[[ Extracted entries open ]]

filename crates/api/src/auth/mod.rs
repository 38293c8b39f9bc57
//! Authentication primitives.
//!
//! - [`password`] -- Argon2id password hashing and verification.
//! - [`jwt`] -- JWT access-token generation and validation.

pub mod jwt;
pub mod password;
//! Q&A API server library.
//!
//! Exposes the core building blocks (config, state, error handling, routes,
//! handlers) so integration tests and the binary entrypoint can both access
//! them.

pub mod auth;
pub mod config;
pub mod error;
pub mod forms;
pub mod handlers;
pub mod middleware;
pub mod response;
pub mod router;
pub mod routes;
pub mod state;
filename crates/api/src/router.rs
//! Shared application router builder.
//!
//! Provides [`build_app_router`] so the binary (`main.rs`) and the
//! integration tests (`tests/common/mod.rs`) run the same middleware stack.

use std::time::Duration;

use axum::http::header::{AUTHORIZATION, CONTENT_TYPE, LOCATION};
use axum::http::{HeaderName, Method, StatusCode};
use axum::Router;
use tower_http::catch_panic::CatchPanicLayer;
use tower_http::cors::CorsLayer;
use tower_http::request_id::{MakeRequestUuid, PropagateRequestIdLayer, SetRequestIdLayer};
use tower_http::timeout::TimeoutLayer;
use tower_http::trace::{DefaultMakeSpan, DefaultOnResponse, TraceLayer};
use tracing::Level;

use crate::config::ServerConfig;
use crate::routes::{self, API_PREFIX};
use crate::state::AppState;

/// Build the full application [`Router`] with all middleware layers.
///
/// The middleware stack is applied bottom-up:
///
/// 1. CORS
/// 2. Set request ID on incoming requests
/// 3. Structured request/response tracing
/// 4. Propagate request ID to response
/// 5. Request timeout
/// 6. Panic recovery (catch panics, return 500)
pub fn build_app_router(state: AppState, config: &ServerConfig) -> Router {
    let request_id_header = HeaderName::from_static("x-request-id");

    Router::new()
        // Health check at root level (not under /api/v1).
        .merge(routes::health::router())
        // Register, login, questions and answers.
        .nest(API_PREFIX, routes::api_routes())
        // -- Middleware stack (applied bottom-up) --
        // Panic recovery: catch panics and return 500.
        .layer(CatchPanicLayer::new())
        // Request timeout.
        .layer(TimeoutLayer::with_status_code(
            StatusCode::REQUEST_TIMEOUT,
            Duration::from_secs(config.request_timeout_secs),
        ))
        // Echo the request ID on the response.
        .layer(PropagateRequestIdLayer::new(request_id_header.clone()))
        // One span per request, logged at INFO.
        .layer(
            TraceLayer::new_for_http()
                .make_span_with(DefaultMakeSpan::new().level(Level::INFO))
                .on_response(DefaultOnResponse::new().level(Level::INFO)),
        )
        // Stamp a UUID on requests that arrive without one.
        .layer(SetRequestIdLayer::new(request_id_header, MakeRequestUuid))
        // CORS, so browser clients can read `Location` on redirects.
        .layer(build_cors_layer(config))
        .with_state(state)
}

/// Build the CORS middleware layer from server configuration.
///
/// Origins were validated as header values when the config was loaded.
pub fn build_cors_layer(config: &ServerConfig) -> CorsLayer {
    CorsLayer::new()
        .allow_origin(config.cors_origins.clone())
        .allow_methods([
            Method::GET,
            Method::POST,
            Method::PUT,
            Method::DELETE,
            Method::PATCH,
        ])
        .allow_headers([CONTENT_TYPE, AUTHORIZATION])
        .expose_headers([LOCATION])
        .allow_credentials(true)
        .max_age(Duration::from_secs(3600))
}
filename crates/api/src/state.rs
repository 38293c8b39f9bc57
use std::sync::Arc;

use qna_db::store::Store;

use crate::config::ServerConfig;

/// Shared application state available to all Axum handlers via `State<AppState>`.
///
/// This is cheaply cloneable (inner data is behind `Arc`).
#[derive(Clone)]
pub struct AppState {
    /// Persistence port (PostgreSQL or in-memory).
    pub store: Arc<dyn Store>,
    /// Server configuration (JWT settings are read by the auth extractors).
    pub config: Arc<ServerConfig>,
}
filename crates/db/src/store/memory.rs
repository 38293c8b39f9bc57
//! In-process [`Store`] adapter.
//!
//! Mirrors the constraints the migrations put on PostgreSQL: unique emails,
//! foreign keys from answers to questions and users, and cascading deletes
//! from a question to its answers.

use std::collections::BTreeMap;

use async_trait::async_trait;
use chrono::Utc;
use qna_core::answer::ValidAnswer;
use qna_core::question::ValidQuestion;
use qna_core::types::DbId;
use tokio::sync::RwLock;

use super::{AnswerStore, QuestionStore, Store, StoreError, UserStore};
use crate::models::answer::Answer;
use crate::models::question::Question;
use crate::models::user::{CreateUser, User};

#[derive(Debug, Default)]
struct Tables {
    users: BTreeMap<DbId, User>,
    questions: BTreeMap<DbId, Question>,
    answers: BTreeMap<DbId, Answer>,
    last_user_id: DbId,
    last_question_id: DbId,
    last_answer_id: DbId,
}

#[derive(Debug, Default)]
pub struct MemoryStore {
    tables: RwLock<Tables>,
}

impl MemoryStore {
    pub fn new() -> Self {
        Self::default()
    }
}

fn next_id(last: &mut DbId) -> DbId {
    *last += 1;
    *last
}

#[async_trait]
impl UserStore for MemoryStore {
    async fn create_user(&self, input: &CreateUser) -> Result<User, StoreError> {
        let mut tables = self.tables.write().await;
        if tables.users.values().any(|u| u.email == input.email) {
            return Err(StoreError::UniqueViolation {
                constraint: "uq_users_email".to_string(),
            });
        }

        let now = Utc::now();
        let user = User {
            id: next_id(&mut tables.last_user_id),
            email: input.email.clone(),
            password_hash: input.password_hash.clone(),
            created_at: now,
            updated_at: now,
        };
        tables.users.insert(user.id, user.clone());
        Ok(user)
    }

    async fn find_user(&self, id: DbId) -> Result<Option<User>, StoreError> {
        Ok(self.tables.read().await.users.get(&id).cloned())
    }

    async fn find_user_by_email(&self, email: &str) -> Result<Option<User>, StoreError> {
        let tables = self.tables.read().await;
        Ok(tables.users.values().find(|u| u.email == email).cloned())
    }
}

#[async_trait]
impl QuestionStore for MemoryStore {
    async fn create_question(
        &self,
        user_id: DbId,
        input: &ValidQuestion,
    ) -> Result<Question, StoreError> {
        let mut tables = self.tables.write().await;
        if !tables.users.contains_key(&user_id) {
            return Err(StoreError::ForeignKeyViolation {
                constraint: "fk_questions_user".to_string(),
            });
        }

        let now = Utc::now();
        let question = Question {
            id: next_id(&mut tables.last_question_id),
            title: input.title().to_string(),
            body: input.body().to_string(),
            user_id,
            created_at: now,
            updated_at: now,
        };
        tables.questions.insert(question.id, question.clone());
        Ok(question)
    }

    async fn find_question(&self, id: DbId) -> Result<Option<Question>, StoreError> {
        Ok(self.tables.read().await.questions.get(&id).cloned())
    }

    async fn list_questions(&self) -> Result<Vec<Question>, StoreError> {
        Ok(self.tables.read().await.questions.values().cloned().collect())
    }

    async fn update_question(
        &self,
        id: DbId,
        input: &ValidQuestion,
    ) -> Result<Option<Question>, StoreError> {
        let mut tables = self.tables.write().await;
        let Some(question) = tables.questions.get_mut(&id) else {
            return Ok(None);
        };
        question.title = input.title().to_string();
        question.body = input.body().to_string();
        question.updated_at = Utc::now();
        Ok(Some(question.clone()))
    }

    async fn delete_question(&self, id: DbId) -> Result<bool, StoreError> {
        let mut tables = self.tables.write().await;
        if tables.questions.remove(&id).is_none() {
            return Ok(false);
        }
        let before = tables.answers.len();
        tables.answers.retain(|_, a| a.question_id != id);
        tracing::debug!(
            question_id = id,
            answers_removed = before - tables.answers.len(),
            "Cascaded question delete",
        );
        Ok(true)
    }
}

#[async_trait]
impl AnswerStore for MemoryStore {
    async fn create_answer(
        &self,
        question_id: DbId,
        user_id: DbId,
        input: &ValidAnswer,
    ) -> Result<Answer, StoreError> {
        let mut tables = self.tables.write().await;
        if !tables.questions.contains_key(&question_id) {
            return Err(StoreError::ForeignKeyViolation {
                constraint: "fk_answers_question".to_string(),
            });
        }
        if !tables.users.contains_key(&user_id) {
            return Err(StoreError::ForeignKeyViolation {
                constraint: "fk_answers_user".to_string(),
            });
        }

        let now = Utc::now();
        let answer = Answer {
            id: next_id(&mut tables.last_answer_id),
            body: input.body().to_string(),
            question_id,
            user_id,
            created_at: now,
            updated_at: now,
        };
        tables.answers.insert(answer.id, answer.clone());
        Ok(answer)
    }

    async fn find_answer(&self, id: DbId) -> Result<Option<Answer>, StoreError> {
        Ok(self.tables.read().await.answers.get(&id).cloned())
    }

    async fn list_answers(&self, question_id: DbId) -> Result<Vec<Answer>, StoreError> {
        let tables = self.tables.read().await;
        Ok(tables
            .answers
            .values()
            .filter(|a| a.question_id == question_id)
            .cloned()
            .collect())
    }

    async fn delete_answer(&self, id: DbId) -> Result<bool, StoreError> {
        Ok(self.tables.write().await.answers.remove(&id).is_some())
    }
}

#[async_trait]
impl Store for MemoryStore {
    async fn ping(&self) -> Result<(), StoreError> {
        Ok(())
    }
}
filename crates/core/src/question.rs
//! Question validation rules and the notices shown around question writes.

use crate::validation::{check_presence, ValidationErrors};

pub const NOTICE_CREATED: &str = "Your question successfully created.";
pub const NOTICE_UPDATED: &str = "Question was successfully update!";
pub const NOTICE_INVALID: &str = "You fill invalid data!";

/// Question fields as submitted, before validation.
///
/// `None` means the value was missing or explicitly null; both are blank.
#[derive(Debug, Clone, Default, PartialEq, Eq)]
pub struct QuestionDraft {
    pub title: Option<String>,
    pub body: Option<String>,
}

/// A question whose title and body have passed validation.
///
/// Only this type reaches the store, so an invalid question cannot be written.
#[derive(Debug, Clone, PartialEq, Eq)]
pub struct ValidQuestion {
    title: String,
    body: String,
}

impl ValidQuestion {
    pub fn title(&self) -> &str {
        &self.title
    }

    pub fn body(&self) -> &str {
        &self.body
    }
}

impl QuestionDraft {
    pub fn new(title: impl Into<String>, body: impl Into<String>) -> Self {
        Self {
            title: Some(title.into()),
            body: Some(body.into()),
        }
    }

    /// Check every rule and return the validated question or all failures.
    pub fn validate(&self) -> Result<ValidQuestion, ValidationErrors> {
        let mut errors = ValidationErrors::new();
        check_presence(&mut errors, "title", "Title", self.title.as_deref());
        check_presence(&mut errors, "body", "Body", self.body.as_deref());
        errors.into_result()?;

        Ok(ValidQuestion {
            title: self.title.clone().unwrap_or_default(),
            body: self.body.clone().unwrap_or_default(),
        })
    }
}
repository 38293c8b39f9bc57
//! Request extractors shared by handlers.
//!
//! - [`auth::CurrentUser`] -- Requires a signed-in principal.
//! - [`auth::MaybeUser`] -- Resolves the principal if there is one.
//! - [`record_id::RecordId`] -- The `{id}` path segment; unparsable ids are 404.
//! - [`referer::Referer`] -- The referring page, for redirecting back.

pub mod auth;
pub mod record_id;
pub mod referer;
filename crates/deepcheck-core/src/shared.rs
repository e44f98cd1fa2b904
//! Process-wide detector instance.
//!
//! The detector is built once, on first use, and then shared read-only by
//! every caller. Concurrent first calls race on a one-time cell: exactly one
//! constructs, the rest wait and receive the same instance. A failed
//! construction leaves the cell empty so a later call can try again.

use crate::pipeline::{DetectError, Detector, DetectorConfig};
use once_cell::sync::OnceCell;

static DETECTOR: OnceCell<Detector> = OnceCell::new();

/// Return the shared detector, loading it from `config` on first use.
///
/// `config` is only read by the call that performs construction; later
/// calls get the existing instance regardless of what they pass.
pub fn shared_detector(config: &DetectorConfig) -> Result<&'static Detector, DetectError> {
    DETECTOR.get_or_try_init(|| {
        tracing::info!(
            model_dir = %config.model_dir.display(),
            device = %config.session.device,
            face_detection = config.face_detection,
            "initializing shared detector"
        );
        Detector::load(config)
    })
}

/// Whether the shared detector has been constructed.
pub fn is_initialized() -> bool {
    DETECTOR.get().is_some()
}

[[ Extracted entries closed ]]

§ **Assignment**
Everything in the material above from the line that has "Self::default()" through the line that has "async fn find_user_by_email(&self, email: &str)" must be duplicated exactly, with no other lines given.

§ **Task output**
        Self::default()
    }
}

fn next_id(last: &mut DbId) -> DbId {
    *last += 1;
    *last
}

#[async_trait]
impl UserStore for MemoryStore {
    async fn create_user(&self, input: &CreateUser) -> Result<User, StoreError> {
        let mut tables = self.tables.write().await;
        if tables.users.values().any(|u| u.email == input.email) {
            return Err(StoreError::UniqueViolation {
                constraint: "uq_users_email".to_string(),
            });
        }

        let now = Utc::now();
        let user = User {
            id: next_id(&mut tables.last_user_id),
            email: input.email.clone(),
            password_hash: input.password_hash.clone(),
            created_at: now,
            updated_at: now,
        };
        tables.users.insert(user.id, user.clone());
        Ok(user)
    }

    async fn find_user(&self, id: DbId) -> Result<Option<User>, StoreError> {
        Ok(self.tables.read().await.users.get(&id).cloned())
    }

    async fn find_user_by_email(&self, email: &str) -> Result<Option<User>, StoreError> {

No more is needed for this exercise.